(Beginning of Provided data)

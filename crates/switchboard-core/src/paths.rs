use std::env;
use std::path::PathBuf;

/// Return the user's home directory.
///
/// Uses HOME on Unix-like systems and USERPROFILE on Windows.
pub fn home_dir() -> Option<PathBuf> {
    ["HOME", "USERPROFILE"]
        .iter()
        .filter_map(|key| env::var(key).ok())
        .find(|value| !value.is_empty())
        .map(PathBuf::from)
}

/// Default location of `config.json`: `~/.config/switchboard`.
pub fn default_config_dir() -> Option<PathBuf> {
    if let Ok(dir) = env::var("XDG_CONFIG_HOME") {
        if !dir.is_empty() {
            return Some(PathBuf::from(dir).join("switchboard"));
        }
    }
    home_dir().map(|home| home.join(".config").join("switchboard"))
}

#[cfg(test)]
mod tests {
    use super::*;
    use std::sync::Mutex;

    static ENV_LOCK: Mutex<()> = Mutex::new(());

    fn with_env<F: FnOnce()>(vars: &[(&str, Option<&str>)], f: F) {
        let _guard = ENV_LOCK.lock().unwrap();
        let previous: Vec<_> = vars
            .iter()
            .map(|(key, _)| (*key, env::var(key).ok()))
            .collect();

        for (key, value) in vars {
            match value {
                Some(value) => env::set_var(key, value),
                None => env::remove_var(key),
            }
        }

        f();

        for (key, value) in previous {
            match value {
                Some(value) => env::set_var(key, value),
                None => env::remove_var(key),
            }
        }
    }

    #[test]
    fn home_dir_prefers_home() {
        with_env(
            &[("HOME", Some("/tmp/home")), ("USERPROFILE", Some("/tmp/profile"))],
            || assert_eq!(home_dir(), Some(PathBuf::from("/tmp/home"))),
        );
    }

    #[test]
    fn home_dir_falls_back_to_userprofile() {
        with_env(&[("HOME", None), ("USERPROFILE", Some("/tmp/profile"))], || {
            assert_eq!(home_dir(), Some(PathBuf::from("/tmp/profile")))
        });
    }

    #[test]
    fn config_dir_uses_xdg_when_set() {
        with_env(
            &[("XDG_CONFIG_HOME", Some("/tmp/xdg")), ("HOME", Some("/tmp/home"))],
            || {
                assert_eq!(
                    default_config_dir(),
                    Some(PathBuf::from("/tmp/xdg/switchboard"))
                )
            },
        );
    }
}
//! Per-session stream state machine.
//!
//! The parser owns the pieces of state that span records: buffered assistant
//! text waiting for its end-of-message marker, the pending-invocation index
//! used to pair tool results, and whether the current run already closed.

use std::collections::HashMap;

use log::{debug, warn};

use super::record::{ContentBlock, DecodeError, StreamRecord};
use super::transcript::Transcript;
use super::turn::{
    DiagnosticKind, Role, TokenUsage, ToolInvocation, ToolResult, Turn, TurnContent, TurnMetadata,
};
use crate::engines::EngineKind;

/// What a single line (or a flush) produced.
#[derive(Debug, Clone, PartialEq)]
pub enum ParsedEvent {
    TurnAppended(Turn),
    ToolPaired {
        invocation_id: String,
        invocation_index: u64,
        result_index: u64,
    },
    OrphanToolResult {
        invocation_id: String,
    },
    EngineSessionId(String),
    StreamClosed {
        is_error: bool,
        usage: TokenUsage,
        cost_usd: Option<f64>,
    },
}

#[derive(Debug, Clone)]
struct PendingInvocation {
    tool_name: String,
    turn_index: u64,
    /// Answered by the tool bridge, not by the engine's stream.
    claimed: bool,
}

#[derive(Debug)]
pub struct StreamParser {
    engine: EngineKind,
    pending: HashMap<String, PendingInvocation>,
    text: String,
    text_usage: Option<TokenUsage>,
    message_id: Option<String>,
    closed: bool,
}

impl StreamParser {
    pub fn new(engine: EngineKind) -> Self {
        Self {
            engine,
            pending: HashMap::new(),
            text: String::new(),
            text_usage: None,
            message_id: None,
            closed: false,
        }
    }

    pub fn engine(&self) -> EngineKind {
        self.engine
    }

    /// Decode and apply one raw stdout line.
    ///
    /// Never fails: undecodable lines become diagnostic system turns that keep
    /// the raw text.
    pub fn consume_line(
        &mut self,
        transcript: &mut Transcript,
        raw_line: &str,
    ) -> Vec<ParsedEvent> {
        let line = raw_line.trim_end_matches(['\r', '\n']);
        if line.trim().is_empty() {
            return Vec::new();
        }
        match self.engine.decode_line(line) {
            Ok(Some(record)) => self.apply(transcript, record),
            Ok(None) => Vec::new(),
            Err(err) => self.malformed(transcript, line, err),
        }
    }

    pub fn apply(&mut self, transcript: &mut Transcript, record: StreamRecord) -> Vec<ParsedEvent> {
        let mut events = Vec::new();

        match record {
            StreamRecord::System {
                subtype,
                engine_session_id,
                model,
            } => {
                if let Some(id) = &engine_session_id {
                    events.push(ParsedEvent::EngineSessionId(id.clone()));
                }
                if subtype.as_deref().map_or(true, |s| s == "init") {
                    push_turn(
                        transcript,
                        Role::System,
                        TurnContent::Metadata(TurnMetadata::SessionStarted {
                            engine_session_id,
                            model,
                        }),
                        None,
                        &mut events,
                    );
                } else {
                    debug!("Skipping system record subtype {:?}", subtype);
                }
            }

            StreamRecord::Assistant {
                message_id,
                blocks,
                end_of_message,
                usage,
            } => {
                self.closed = false;
                if message_id.is_some() && message_id != self.message_id {
                    // A new message id means the previous message is over.
                    self.flush_text(transcript, &mut events);
                    self.message_id = message_id;
                }
                if usage.is_some() {
                    self.text_usage = usage;
                }

                for block in blocks {
                    match block {
                        ContentBlock::Text(text) => self.text.push_str(&text),
                        ContentBlock::Thinking(text) => {
                            self.flush_text(transcript, &mut events);
                            if !text.is_empty() {
                                push_turn(
                                    transcript,
                                    Role::Assistant,
                                    TurnContent::Metadata(TurnMetadata::Reasoning { text }),
                                    None,
                                    &mut events,
                                );
                            }
                        }
                        ContentBlock::ToolUse { id, name, input } => {
                            self.flush_text(transcript, &mut events);
                            self.invoke(transcript, id, name, input, &mut events);
                        }
                        ContentBlock::ToolResult {
                            tool_use_id,
                            content,
                            is_error,
                        } => self.pair_streamed(
                            transcript,
                            tool_use_id,
                            content,
                            is_error,
                            &mut events,
                        ),
                    }
                }

                if end_of_message {
                    self.flush_text(transcript, &mut events);
                    self.message_id = None;
                }
            }

            StreamRecord::User { blocks } => {
                for block in blocks {
                    match block {
                        ContentBlock::ToolResult {
                            tool_use_id,
                            content,
                            is_error,
                        } => self.pair_streamed(
                            transcript,
                            tool_use_id,
                            content,
                            is_error,
                            &mut events,
                        ),
                        // User text is recorded when the prompt is submitted, not from the echo.
                        ContentBlock::Text(_) | ContentBlock::Thinking(_) => {}
                        ContentBlock::ToolUse { id, .. } => {
                            debug!("Ignoring tool_use {} in user record", id);
                        }
                    }
                }
            }

            StreamRecord::Result {
                is_error,
                summary,
                usage,
                cost_usd,
            } => {
                if self.closed {
                    debug!("Ignoring repeated result record for closed run");
                    return events;
                }
                self.flush_text(transcript, &mut events);
                self.message_id = None;
                self.closed = true;
                push_turn(
                    transcript,
                    Role::System,
                    TurnContent::Metadata(TurnMetadata::StreamClosed {
                        is_error,
                        summary,
                        usage,
                        cost_usd,
                    }),
                    None,
                    &mut events,
                );
                events.push(ParsedEvent::StreamClosed {
                    is_error,
                    usage,
                    cost_usd,
                });
            }

            StreamRecord::EngineError { message } => {
                self.flush_text(transcript, &mut events);
                warn!("{} reported an error: {}", self.engine, message);
                push_turn(
                    transcript,
                    Role::System,
                    TurnContent::diagnostic(DiagnosticKind::EngineError, message, None),
                    None,
                    &mut events,
                );
            }

            StreamRecord::Ignored { record_type } => {
                debug!("Ignoring {} record of type {}", self.engine, record_type);
            }
        }

        events
    }

    /// Flush buffered text at end of stream (process exit).
    pub fn finish(&mut self, transcript: &mut Transcript) -> Vec<ParsedEvent> {
        let mut events = Vec::new();
        self.flush_text(transcript, &mut events);
        self.message_id = None;
        events
    }

    /// Drop every unclaimed pending invocation. Results that arrive later
    /// become orphans.
    pub fn abandon_pending(&mut self) -> usize {
        let before = self.pending.len();
        self.pending.retain(|_, pending| pending.claimed);
        let count = before - self.pending.len();
        if count > 0 {
            debug!("Abandoning {} pending tool invocation(s)", count);
        }
        count
    }

    /// Hand a pending invocation to the tool bridge.
    ///
    /// A claimed invocation outlives `abandon_pending` and is answered through
    /// `resolve`; results for it in the engine's own stream are ignored.
    pub fn claim(&mut self, invocation_id: &str) -> bool {
        match self.pending.get_mut(invocation_id) {
            Some(pending) => {
                pending.claimed = true;
                true
            }
            None => false,
        }
    }

    /// Record an invocation the bridge started itself. It begins claimed.
    pub fn record_invocation(
        &mut self,
        transcript: &mut Transcript,
        invocation: ToolInvocation,
    ) -> Vec<ParsedEvent> {
        let mut events = Vec::new();
        let id = invocation.invocation_id.clone();
        self.invoke(
            transcript,
            invocation.invocation_id,
            invocation.tool_name,
            invocation.arguments,
            &mut events,
        );
        self.claim(&id);
        events
    }

    /// Pair a result produced outside the engine's stream.
    pub fn resolve(&mut self, transcript: &mut Transcript, result: ToolResult) -> Vec<ParsedEvent> {
        let mut events = Vec::new();
        self.pair(
            transcript,
            result.invocation_id,
            result.output,
            result.is_error,
            &mut events,
        );
        events
    }

    pub fn pending_invocations(&self) -> usize {
        self.pending.len()
    }

    /// Start of a new run: a fresh process may close again.
    pub fn begin_run(&mut self) {
        self.closed = false;
    }

    fn invoke(
        &mut self,
        transcript: &mut Transcript,
        id: String,
        name: String,
        input: serde_json::Map<String, serde_json::Value>,
        events: &mut Vec<ParsedEvent>,
    ) {
        let turn_index = push_turn(
            transcript,
            Role::Assistant,
            TurnContent::ToolInvocation(ToolInvocation {
                tool_name: name.clone(),
                arguments: input,
                invocation_id: id.clone(),
            }),
            None,
            events,
        );
        if self
            .pending
            .insert(
                id.clone(),
                PendingInvocation {
                    tool_name: name,
                    turn_index,
                    claimed: false,
                },
            )
            .is_some()
        {
            warn!("Tool invocation id {} reused before its result arrived", id);
        }
    }

    fn pair_streamed(
        &mut self,
        transcript: &mut Transcript,
        invocation_id: String,
        output: String,
        is_error: bool,
        events: &mut Vec<ParsedEvent>,
    ) {
        if self.pending.get(&invocation_id).is_some_and(|p| p.claimed) {
            debug!("Ignoring engine result for {}, the bridge answers it", invocation_id);
            return;
        }
        self.pair(transcript, invocation_id, output, is_error, events);
    }

    fn pair(
        &mut self,
        transcript: &mut Transcript,
        invocation_id: String,
        output: String,
        is_error: bool,
        events: &mut Vec<ParsedEvent>,
    ) {
        let Some(pending) = self.pending.remove(&invocation_id) else {
            warn!("Discarding tool result for unknown invocation {}", invocation_id);
            push_turn(
                transcript,
                Role::System,
                TurnContent::diagnostic(
                    DiagnosticKind::OrphanToolResult,
                    format!("tool result for unknown invocation {invocation_id} was discarded"),
                    None,
                ),
                None,
                events,
            );
            events.push(ParsedEvent::OrphanToolResult { invocation_id });
            return;
        };

        debug!("Paired {} result for {}", pending.tool_name, invocation_id);
        let result_index = push_turn(
            transcript,
            Role::ToolResult,
            TurnContent::ToolResult(ToolResult {
                invocation_id: invocation_id.clone(),
                output,
                is_error,
            }),
            None,
            events,
        );
        events.push(ParsedEvent::ToolPaired {
            invocation_id,
            invocation_index: pending.turn_index,
            result_index,
        });
    }

    fn flush_text(&mut self, transcript: &mut Transcript, events: &mut Vec<ParsedEvent>) {
        if self.text.is_empty() {
            return;
        }
        let text = std::mem::take(&mut self.text);
        let usage = self.text_usage.take();
        push_turn(transcript, Role::Assistant, TurnContent::Text(text), usage, events);
    }

    fn malformed(
        &mut self,
        transcript: &mut Transcript,
        line: &str,
        err: DecodeError,
    ) -> Vec<ParsedEvent> {
        warn!("Malformed {} stream record: {}", self.engine, err);
        let mut events = Vec::new();
        push_turn(
            transcript,
            Role::System,
            TurnContent::diagnostic(
                DiagnosticKind::MalformedStreamRecord,
                err.reason,
                Some(line.to_string()),
            ),
            None,
            &mut events,
        );
        events
    }
}

fn push_turn(
    transcript: &mut Transcript,
    role: Role,
    content: TurnContent,
    usage: Option<TokenUsage>,
    events: &mut Vec<ParsedEvent>,
) -> u64 {
    let turn = transcript.append(role, content, usage).clone();
    let index = turn.index;
    events.push(ParsedEvent::TurnAppended(turn));
    index
}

(End of Provided data)

#### Requirement:
The lines to return are those in the material above that hold "before".

#### Result of this exercise:
        let before = self.pending.len();
        let count = before - self.pending.len();
            warn!("Tool invocation id {} reused before its result arrived", id);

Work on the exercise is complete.